use crate::cli::CommonArgs;
use crate::dataset::Dataset;
use crate::model::{CommitRecord, ExportOutput, SCHEMA_VERSION};
use crate::people::person_key;
use crate::util::truncate;
use chrono::Utc;
use console::style;
use std::collections::HashSet;

pub const PREVIEW_COLUMNS: [&str; 11] = [
    "repo_full_name",
    "sha",
    "parent_shas",
    "branch",
    "author_name",
    "commit_day",
    "commit_hour",
    "message_type",
    "message_argument",
    "message_message",
    "nomenclature",
];
pub const PREVIEW_ROWS: usize = 6;
const PLACEHOLDER: &str = "—";
const PREVIEW_CELL_WIDTH: usize = 24;

pub fn exec(common: CommonArgs, json: bool, ndjson: bool) -> anyhow::Result<()> {
    let dataset = Dataset::open(&common, !(json || ndjson))?;
    let export_data = prepare_export_data(&dataset.rows, common.person.as_deref());

    if json {
        output_json(&export_data, &dataset.source_label())?;
    } else if ndjson {
        output_ndjson(&export_data)?;
    } else {
        output_summary(&export_data, &dataset.status)?;
    }

    Ok(())
}

/// Rows in input order, optionally narrowed to persons matching `person`.
fn prepare_export_data(rows: &[CommitRecord], person: Option<&str>) -> Vec<CommitRecord> {
    let needle = person.map(str::to_lowercase);
    rows.iter()
        .filter(|r| match &needle {
            Some(n) => person_key(r).to_lowercase().contains(n),
            None => true,
        })
        .cloned()
        .collect()
}

fn output_json(export_data: &[CommitRecord], source: &str) -> anyhow::Result<()> {
    let output = ExportOutput {
        version: SCHEMA_VERSION,
        generated_at: Utc::now(),
        source: source.to_string(),
        entries: export_data.to_vec(),
    };

    println!("{}", serde_json::to_string_pretty(&output)?);
    Ok(())
}

fn output_ndjson(export_data: &[CommitRecord]) -> anyhow::Result<()> {
    for entry in export_data {
        println!("{}", serde_json::to_string(entry)?);
    }
    Ok(())
}

fn output_summary(export_data: &[CommitRecord], status: &str) -> anyhow::Result<()> {
    println!("{}", style("Export Summary").bold());
    println!("{}", style(status).dim());
    println!("{}", "─".repeat(50));

    let total_commits = export_data.len();
    let merges = export_data.iter().filter(|r| r.is_merge).count();
    let compliant = export_data.iter().filter(|r| r.nomenclature).count();
    let undated = export_data.iter().filter(|r| r.commit_date.is_none()).count();

    let unique_people: HashSet<_> = export_data.iter().map(person_key).collect();
    let unique_repos: HashSet<_> = export_data
        .iter()
        .map(|r| r.repo_full_name.as_deref())
        .collect();

    println!("Total commits: {}", style(total_commits).cyan());
    println!("Merge commits: {}", style(merges).cyan());
    println!("Naming convention followed: {}", style(compliant).green());
    println!("Rows without a day: {}", style(undated).red());
    println!("Unique people: {}", style(unique_people.len()).yellow());
    println!("Unique repos: {}", style(unique_repos.len()).yellow());

    let first = export_data.iter().filter_map(|r| r.commit_date).min();
    let last = export_data.iter().filter_map(|r| r.commit_date).max();
    if let (Some(first), Some(last)) = (first, last) {
        println!(
            "Date range: {} to {}",
            style(first.format("%Y-%m-%d")).dim(),
            style(last.format("%Y-%m-%d")).dim()
        );
    }

    println!();
    for line in preview_lines(export_data) {
        println!("{line}");
    }

    println!("\nUse --json or --ndjson flags to export the raw data.");
    Ok(())
}

fn cell(value: Option<&str>) -> String {
    match value {
        Some(v) if !v.is_empty() => v.to_string(),
        _ => PLACEHOLDER.to_string(),
    }
}

/// One preview row, cells in [`PREVIEW_COLUMNS`] order.
pub fn preview_cells(row: &CommitRecord) -> Vec<String> {
    vec![
        cell(row.repo_full_name.as_deref()),
        cell(Some(row.sha.as_str())),
        cell(Some(row.parent_shas.join(";").as_str())),
        cell(row.branch.as_deref()),
        cell(row.author_name.as_deref()),
        cell(row.commit_day.as_deref()),
        cell(row.commit_hour.map(|h| h.to_string()).as_deref()),
        cell(row.message_type.as_deref()),
        cell(row.message_argument.as_deref()),
        cell(row.message_message.as_deref()),
        row.nomenclature.to_string(),
    ]
}

/// The first [`PREVIEW_ROWS`] rows as a plain-text table, header first.
pub fn preview_lines(rows: &[CommitRecord]) -> Vec<String> {
    let sample: Vec<Vec<String>> = rows.iter().take(PREVIEW_ROWS).map(preview_cells).collect();
    if sample.is_empty() {
        return vec!["No data loaded.".to_string()];
    }

    let widths: Vec<usize> = PREVIEW_COLUMNS
        .iter()
        .enumerate()
        .map(|(i, name)| {
            sample
                .iter()
                .map(|r| r[i].chars().count())
                .chain(std::iter::once(name.len()))
                .max()
                .unwrap_or(0)
                .min(PREVIEW_CELL_WIDTH)
        })
        .collect();
    let join = |cells: Vec<String>| {
        cells
            .iter()
            .zip(&widths)
            .map(|(c, &w)| format!("{:<w$}", truncate(c, w)))
            .collect::<Vec<_>>()
            .join(" │ ")
            .trim_end()
            .to_string()
    };

    let mut lines = vec![join(PREVIEW_COLUMNS.iter().map(|c| c.to_string()).collect())];
    lines.extend(sample.into_iter().map(join));
    lines
}

#[cfg(test)]
mod tests {
    use super::*;
    use pretty_assertions::assert_eq;

    #[test]
    fn person_filter_is_case_insensitive() {
        let rows = vec![
            CommitRecord { author_name: Some("Ann".into()), sha: "1".into(), ..Default::default() },
            CommitRecord { author_name: Some("Bob".into()), sha: "2".into(), ..Default::default() },
        ];
        let kept = prepare_export_data(&rows, Some("an"));
        assert_eq!(kept.len(), 1);
        assert_eq!(kept[0].sha, "1");
        assert_eq!(prepare_export_data(&rows, None).len(), 2);
    }

    #[test]
    fn preview_cells_follow_column_order_with_placeholders() {
        let row = CommitRecord {
            repo_full_name: Some("acme/api".into()),
            sha: "m1".into(),
            parent_shas: vec!["a2".into(), "b1".into()],
            author_name: Some("ann".into()),
            commit_day: Some("2024-01-04".into()),
            commit_hour: Some(12),
            message_message: Some("merge feature".into()),
            nomenclature: true,
            ..Default::default()
        };
        assert_eq!(
            preview_cells(&row),
            vec![
                "acme/api", "m1", "a2;b1", "—", "ann", "2024-01-04", "12", "—", "—",
                "merge feature", "true",
            ]
        );
        assert_eq!(preview_cells(&CommitRecord::default())[6], "—");
    }

    #[test]
    fn preview_caps_rows_and_reports_empty_loads() {
        let rows: Vec<CommitRecord> = (0..9)
            .map(|i| CommitRecord { sha: format!("c{i}"), ..Default::default() })
            .collect();
        let lines = preview_lines(&rows);
        assert_eq!(lines.len(), 1 + PREVIEW_ROWS);
        assert!(lines[0].starts_with("repo_full_name │ sha"));
        assert!(lines[0].ends_with("nomenclature"));
        assert!(lines[6].contains("c5"));
        assert!(!lines.iter().any(|l| l.contains("c6")));

        assert_eq!(preview_lines(&[]), vec!["No data loaded."]);
    }
}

## Problem statement:
Everything in the listing should be written out exactly.

## Task answer:
use crate::cli::CommonArgs;
use crate::dataset::Dataset;
use crate::model::{CommitRecord, ExportOutput, SCHEMA_VERSION};
use crate::people::person_key;
use crate::util::truncate;
use chrono::Utc;
use console::style;
use std::collections::HashSet;

pub const PREVIEW_COLUMNS: [&str; 11] = [
    "repo_full_name",
    "sha",
    "parent_shas",
    "branch",
    "author_name",
    "commit_day",
    "commit_hour",
    "message_type",
    "message_argument",
    "message_message",
    "nomenclature",
];
pub const PREVIEW_ROWS: usize = 6;
const PLACEHOLDER: &str = "—";
const PREVIEW_CELL_WIDTH: usize = 24;

pub fn exec(common: CommonArgs, json: bool, ndjson: bool) -> anyhow::Result<()> {
    let dataset = Dataset::open(&common, !(json || ndjson))?;
    let export_data = prepare_export_data(&dataset.rows, common.person.as_deref());

    if json {
        output_json(&export_data, &dataset.source_label())?;
    } else if ndjson {
        output_ndjson(&export_data)?;
    } else {
        output_summary(&export_data, &dataset.status)?;
    }

    Ok(())
}

/// Rows in input order, optionally narrowed to persons matching `person`.
fn prepare_export_data(rows: &[CommitRecord], person: Option<&str>) -> Vec<CommitRecord> {
    let needle = person.map(str::to_lowercase);
    rows.iter()
        .filter(|r| match &needle {
            Some(n) => person_key(r).to_lowercase().contains(n),
            None => true,
        })
        .cloned()
        .collect()
}

fn output_json(export_data: &[CommitRecord], source: &str) -> anyhow::Result<()> {
    let output = ExportOutput {
        version: SCHEMA_VERSION,
        generated_at: Utc::now(),
        source: source.to_string(),
        entries: export_data.to_vec(),
    };

    println!("{}", serde_json::to_string_pretty(&output)?);
    Ok(())
}

fn output_ndjson(export_data: &[CommitRecord]) -> anyhow::Result<()> {
    for entry in export_data {
        println!("{}", serde_json::to_string(entry)?);
    }
    Ok(())
}

fn output_summary(export_data: &[CommitRecord], status: &str) -> anyhow::Result<()> {
    println!("{}", style("Export Summary").bold());
    println!("{}", style(status).dim());
    println!("{}", "─".repeat(50));

    let total_commits = export_data.len();
    let merges = export_data.iter().filter(|r| r.is_merge).count();
    let compliant = export_data.iter().filter(|r| r.nomenclature).count();
    let undated = export_data.iter().filter(|r| r.commit_date.is_none()).count();

    let unique_people: HashSet<_> = export_data.iter().map(person_key).collect();
    let unique_repos: HashSet<_> = export_data
        .iter()
        .map(|r| r.repo_full_name.as_deref())
        .collect();

    println!("Total commits: {}", style(total_commits).cyan());
    println!("Merge commits: {}", style(merges).cyan());
    println!("Naming convention followed: {}", style(compliant).green());
    println!("Rows without a day: {}", style(undated).red());
    println!("Unique people: {}", style(unique_people.len()).yellow());
    println!("Unique repos: {}", style(unique_repos.len()).yellow());

    let first = export_data.iter().filter_map(|r| r.commit_date).min();
    let last = export_data.iter().filter_map(|r| r.commit_date).max();
    if let (Some(first), Some(last)) = (first, last) {
        println!(
            "Date range: {} to {}",
            style(first.format("%Y-%m-%d")).dim(),
            style(last.format("%Y-%m-%d")).dim()
        );
    }

    println!();
    for line in preview_lines(export_data) {
        println!("{line}");
    }

    println!("\nUse --json or --ndjson flags to export the raw data.");
    Ok(())
}

fn cell(value: Option<&str>) -> String {
    match value {
        Some(v) if !v.is_empty() => v.to_string(),
        _ => PLACEHOLDER.to_string(),
    }
}

/// One preview row, cells in [`PREVIEW_COLUMNS`] order.
pub fn preview_cells(row: &CommitRecord) -> Vec<String> {
    vec![
        cell(row.repo_full_name.as_deref()),
        cell(Some(row.sha.as_str())),
        cell(Some(row.parent_shas.join(";").as_str())),
        cell(row.branch.as_deref()),
        cell(row.author_name.as_deref()),
        cell(row.commit_day.as_deref()),
        cell(row.commit_hour.map(|h| h.to_string()).as_deref()),
        cell(row.message_type.as_deref()),
        cell(row.message_argument.as_deref()),
        cell(row.message_message.as_deref()),
        row.nomenclature.to_string(),
    ]
}

/// The first [`PREVIEW_ROWS`] rows as a plain-text table, header first.
pub fn preview_lines(rows: &[CommitRecord]) -> Vec<String> {
    let sample: Vec<Vec<String>> = rows.iter().take(PREVIEW_ROWS).map(preview_cells).collect();
    if sample.is_empty() {
        return vec!["No data loaded.".to_string()];
    }

    let widths: Vec<usize> = PREVIEW_COLUMNS
        .iter()
        .enumerate()
        .map(|(i, name)| {
            sample
                .iter()
                .map(|r| r[i].chars().count())
                .chain(std::iter::once(name.len()))
                .max()
                .unwrap_or(0)
                .min(PREVIEW_CELL_WIDTH)
        })
        .collect();
    let join = |cells: Vec<String>| {
        cells
            .iter()
            .zip(&widths)
            .map(|(c, &w)| format!("{:<w$}", truncate(c, w)))
            .collect::<Vec<_>>()
            .join(" │ ")
            .trim_end()
            .to_string()
    };

    let mut lines = vec![join(PREVIEW_COLUMNS.iter().map(|c| c.to_string()).collect())];
    lines.extend(sample.into_iter().map(join));
    lines
}

#[cfg(test)]
mod tests {
    use super::*;
    use pretty_assertions::assert_eq;

    #[test]
    fn person_filter_is_case_insensitive() {
        let rows = vec![
            CommitRecord { author_name: Some("Ann".into()), sha: "1".into(), ..Default::default() },
            CommitRecord { author_name: Some("Bob".into()), sha: "2".into(), ..Default::default() },
        ];
        let kept = prepare_export_data(&rows, Some("an"));
        assert_eq!(kept.len(), 1);
        assert_eq!(kept[0].sha, "1");
        assert_eq!(prepare_export_data(&rows, None).len(), 2);
    }

    #[test]
    fn preview_cells_follow_column_order_with_placeholders() {
        let row = CommitRecord {
            repo_full_name: Some("acme/api".into()),
            sha: "m1".into(),
            parent_shas: vec!["a2".into(), "b1".into()],
            author_name: Some("ann".into()),
            commit_day: Some("2024-01-04".into()),
            commit_hour: Some(12),
            message_message: Some("merge feature".into()),
            nomenclature: true,
            ..Default::default()
        };
        assert_eq!(
            preview_cells(&row),
            vec![
                "acme/api", "m1", "a2;b1", "—", "ann", "2024-01-04", "12", "—", "—",
                "merge feature", "true",
            ]
        );
        assert_eq!(preview_cells(&CommitRecord::default())[6], "—");
    }

    #[test]
    fn preview_caps_rows_and_reports_empty_loads() {
        let rows: Vec<CommitRecord> = (0..9)
            .map(|i| CommitRecord { sha: format!("c{i}"), ..Default::default() })
            .collect();
        let lines = preview_lines(&rows);
        assert_eq!(lines.len(), 1 + PREVIEW_ROWS);
        assert!(lines[0].starts_with("repo_full_name │ sha"));
        assert!(lines[0].ends_with("nomenclature"));
        assert!(lines[6].contains("c5"));
        assert!(!lines.iter().any(|l| l.contains("c6")));

        assert_eq!(preview_lines(&[]), vec!["No data loaded."]);
    }
}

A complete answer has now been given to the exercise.